Segment Start: Task inputs
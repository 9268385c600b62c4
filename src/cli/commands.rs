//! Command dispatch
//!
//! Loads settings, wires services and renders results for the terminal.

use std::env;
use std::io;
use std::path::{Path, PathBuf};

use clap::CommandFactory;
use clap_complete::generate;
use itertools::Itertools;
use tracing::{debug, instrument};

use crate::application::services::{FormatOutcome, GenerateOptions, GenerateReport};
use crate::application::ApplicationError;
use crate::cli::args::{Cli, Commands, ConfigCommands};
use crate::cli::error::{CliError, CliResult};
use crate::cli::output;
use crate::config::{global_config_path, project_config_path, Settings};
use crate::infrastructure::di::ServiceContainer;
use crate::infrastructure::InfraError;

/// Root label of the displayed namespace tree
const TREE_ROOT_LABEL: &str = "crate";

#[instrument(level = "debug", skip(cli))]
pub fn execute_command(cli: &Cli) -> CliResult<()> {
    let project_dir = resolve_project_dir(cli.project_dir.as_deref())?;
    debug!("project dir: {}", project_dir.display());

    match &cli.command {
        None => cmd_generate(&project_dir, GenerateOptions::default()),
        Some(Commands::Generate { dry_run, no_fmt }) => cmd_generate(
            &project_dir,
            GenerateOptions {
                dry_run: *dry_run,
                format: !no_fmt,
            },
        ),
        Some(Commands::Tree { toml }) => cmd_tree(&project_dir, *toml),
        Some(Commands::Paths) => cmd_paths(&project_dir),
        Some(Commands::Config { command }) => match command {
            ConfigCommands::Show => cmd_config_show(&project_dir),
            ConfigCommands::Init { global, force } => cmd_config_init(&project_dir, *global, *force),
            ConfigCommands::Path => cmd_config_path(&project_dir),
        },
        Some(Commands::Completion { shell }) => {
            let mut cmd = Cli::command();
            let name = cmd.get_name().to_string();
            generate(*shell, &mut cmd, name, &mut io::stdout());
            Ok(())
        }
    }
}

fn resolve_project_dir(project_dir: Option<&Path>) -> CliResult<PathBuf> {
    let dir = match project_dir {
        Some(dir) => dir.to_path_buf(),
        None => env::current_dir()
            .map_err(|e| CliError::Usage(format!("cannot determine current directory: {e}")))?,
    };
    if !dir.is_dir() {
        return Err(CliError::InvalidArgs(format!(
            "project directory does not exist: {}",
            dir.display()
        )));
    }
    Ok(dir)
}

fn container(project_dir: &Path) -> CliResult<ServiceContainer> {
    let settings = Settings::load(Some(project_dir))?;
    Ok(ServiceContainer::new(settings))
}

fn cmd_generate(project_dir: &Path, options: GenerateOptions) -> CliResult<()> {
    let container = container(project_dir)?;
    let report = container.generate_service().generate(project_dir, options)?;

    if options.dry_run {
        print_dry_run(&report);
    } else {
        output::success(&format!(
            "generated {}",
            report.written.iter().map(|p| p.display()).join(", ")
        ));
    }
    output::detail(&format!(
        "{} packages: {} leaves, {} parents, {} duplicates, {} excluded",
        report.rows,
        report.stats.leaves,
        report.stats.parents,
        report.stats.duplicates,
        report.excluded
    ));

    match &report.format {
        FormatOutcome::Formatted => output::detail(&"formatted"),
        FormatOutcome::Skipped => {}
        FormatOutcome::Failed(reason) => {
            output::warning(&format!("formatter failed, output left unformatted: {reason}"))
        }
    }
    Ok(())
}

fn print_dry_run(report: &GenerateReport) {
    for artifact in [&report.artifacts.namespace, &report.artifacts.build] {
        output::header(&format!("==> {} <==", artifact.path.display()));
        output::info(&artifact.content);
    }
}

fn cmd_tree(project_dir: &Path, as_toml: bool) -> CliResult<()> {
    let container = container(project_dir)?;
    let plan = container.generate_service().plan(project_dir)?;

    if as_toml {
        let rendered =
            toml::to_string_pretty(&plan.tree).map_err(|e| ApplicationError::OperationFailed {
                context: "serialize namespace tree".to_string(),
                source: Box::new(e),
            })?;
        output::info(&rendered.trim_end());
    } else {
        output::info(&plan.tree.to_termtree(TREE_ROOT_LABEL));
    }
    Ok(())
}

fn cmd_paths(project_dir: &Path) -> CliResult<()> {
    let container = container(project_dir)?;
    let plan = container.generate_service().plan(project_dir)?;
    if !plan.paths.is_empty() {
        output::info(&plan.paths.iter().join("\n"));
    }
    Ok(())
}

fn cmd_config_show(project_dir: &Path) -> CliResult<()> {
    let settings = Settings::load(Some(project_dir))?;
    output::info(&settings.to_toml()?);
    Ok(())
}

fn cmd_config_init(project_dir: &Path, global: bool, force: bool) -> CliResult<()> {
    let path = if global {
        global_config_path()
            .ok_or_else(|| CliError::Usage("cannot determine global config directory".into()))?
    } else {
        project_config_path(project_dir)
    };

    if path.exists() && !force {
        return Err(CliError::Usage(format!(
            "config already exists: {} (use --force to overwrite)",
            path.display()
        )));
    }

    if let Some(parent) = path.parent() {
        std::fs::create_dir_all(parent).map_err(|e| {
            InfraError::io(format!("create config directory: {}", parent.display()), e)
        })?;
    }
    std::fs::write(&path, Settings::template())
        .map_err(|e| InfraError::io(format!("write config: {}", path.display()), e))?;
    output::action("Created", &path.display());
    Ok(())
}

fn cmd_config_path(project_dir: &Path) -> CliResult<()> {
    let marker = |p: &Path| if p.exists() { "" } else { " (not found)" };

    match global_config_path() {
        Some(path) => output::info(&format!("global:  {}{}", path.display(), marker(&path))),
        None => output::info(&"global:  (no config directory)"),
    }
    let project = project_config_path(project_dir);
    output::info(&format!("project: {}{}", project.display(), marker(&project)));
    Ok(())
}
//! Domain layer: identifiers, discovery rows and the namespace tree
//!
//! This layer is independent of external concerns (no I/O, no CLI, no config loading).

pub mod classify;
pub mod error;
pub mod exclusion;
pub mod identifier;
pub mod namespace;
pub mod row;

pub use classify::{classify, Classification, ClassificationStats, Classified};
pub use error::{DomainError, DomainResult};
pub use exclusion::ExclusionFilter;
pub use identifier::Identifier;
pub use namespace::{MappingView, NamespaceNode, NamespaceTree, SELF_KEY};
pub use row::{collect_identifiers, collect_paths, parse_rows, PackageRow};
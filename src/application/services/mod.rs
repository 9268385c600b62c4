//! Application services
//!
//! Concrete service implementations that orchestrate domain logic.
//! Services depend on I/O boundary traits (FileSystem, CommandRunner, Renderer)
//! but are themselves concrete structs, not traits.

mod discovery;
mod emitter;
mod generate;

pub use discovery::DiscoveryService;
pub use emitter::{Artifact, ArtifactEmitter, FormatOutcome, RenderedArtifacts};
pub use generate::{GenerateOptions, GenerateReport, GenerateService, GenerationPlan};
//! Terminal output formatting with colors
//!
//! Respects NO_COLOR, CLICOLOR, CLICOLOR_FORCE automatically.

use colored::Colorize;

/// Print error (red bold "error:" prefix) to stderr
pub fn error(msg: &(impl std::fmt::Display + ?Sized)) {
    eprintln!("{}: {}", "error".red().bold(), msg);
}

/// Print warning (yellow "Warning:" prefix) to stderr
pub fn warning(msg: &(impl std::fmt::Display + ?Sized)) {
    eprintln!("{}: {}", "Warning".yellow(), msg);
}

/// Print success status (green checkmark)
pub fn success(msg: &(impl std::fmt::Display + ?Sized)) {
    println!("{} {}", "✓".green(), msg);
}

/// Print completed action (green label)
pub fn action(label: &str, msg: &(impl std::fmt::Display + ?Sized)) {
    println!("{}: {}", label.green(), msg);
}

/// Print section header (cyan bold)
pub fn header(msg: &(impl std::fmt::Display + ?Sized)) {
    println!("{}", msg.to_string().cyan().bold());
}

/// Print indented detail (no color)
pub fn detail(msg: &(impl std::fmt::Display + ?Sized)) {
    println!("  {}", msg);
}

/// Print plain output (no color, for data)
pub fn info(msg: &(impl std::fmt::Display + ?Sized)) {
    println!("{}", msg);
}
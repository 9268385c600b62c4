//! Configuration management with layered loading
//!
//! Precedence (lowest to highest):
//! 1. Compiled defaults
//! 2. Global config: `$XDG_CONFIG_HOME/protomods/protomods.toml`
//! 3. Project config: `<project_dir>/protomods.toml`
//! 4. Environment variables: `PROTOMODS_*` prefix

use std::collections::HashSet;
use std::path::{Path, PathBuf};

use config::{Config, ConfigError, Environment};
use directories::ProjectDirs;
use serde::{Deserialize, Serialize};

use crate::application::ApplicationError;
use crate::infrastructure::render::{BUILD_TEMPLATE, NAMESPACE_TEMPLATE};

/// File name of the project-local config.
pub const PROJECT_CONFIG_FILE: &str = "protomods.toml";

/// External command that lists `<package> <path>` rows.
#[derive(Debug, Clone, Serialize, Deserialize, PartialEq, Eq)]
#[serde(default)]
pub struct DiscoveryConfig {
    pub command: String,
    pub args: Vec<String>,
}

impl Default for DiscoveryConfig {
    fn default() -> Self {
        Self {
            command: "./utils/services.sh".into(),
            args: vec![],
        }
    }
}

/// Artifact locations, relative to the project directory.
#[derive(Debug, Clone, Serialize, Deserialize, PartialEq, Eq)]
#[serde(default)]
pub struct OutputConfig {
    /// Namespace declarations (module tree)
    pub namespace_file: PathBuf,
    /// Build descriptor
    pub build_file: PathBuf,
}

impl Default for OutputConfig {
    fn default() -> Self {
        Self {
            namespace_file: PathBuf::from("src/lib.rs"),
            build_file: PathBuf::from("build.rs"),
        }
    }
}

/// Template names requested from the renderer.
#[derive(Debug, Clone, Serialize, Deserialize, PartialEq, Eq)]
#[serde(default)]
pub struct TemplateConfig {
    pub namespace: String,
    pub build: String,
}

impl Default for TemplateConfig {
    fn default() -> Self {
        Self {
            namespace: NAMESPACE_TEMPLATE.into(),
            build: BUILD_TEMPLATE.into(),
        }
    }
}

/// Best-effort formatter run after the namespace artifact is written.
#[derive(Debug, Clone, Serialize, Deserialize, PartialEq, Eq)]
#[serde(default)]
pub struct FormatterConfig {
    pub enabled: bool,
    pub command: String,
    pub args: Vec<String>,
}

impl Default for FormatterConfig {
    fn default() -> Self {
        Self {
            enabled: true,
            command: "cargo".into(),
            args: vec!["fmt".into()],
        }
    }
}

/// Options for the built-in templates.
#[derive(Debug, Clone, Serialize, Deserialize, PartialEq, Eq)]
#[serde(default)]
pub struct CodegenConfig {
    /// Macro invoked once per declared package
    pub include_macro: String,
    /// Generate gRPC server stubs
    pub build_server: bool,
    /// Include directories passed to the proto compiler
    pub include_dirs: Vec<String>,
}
Segment End: Task inputs
Segment Start: Task inputs
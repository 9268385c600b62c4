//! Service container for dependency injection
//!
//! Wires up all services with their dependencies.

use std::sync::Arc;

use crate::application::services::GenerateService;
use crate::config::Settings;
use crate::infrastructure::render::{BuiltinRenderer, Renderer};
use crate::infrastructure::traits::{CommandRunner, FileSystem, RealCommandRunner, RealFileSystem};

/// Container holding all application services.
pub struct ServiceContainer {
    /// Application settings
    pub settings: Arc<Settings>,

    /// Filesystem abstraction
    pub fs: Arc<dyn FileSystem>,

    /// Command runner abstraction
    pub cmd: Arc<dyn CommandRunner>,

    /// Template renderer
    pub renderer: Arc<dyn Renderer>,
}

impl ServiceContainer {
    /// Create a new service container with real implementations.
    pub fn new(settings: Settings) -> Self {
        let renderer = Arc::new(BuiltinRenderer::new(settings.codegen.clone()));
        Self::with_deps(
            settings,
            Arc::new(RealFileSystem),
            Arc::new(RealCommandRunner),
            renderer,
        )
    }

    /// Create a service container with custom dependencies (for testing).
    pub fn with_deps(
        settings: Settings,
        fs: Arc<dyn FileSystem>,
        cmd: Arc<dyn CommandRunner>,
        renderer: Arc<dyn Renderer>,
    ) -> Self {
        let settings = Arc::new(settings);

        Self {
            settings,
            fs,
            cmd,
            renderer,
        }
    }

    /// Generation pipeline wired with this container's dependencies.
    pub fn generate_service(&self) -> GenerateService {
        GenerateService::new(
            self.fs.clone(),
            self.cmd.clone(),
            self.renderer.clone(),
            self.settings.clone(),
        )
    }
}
Segment End: Task inputs
◆ **Task**:
Copy the lines above exactly. Start with the line containing "pub mod namespace;", end with the line containing "filename src/application/services/mod.rs", and include both.

◆ **Your response**:
pub mod namespace;
pub mod row;

pub use classify::{classify, Classification, ClassificationStats, Classified};
pub use error::{DomainError, DomainResult};
pub use exclusion::ExclusionFilter;
pub use identifier::Identifier;
pub use namespace::{MappingView, NamespaceNode, NamespaceTree, SELF_KEY};
pub use row::{collect_identifiers, collect_paths, parse_rows, PackageRow};
filename src/application/services/mod.rs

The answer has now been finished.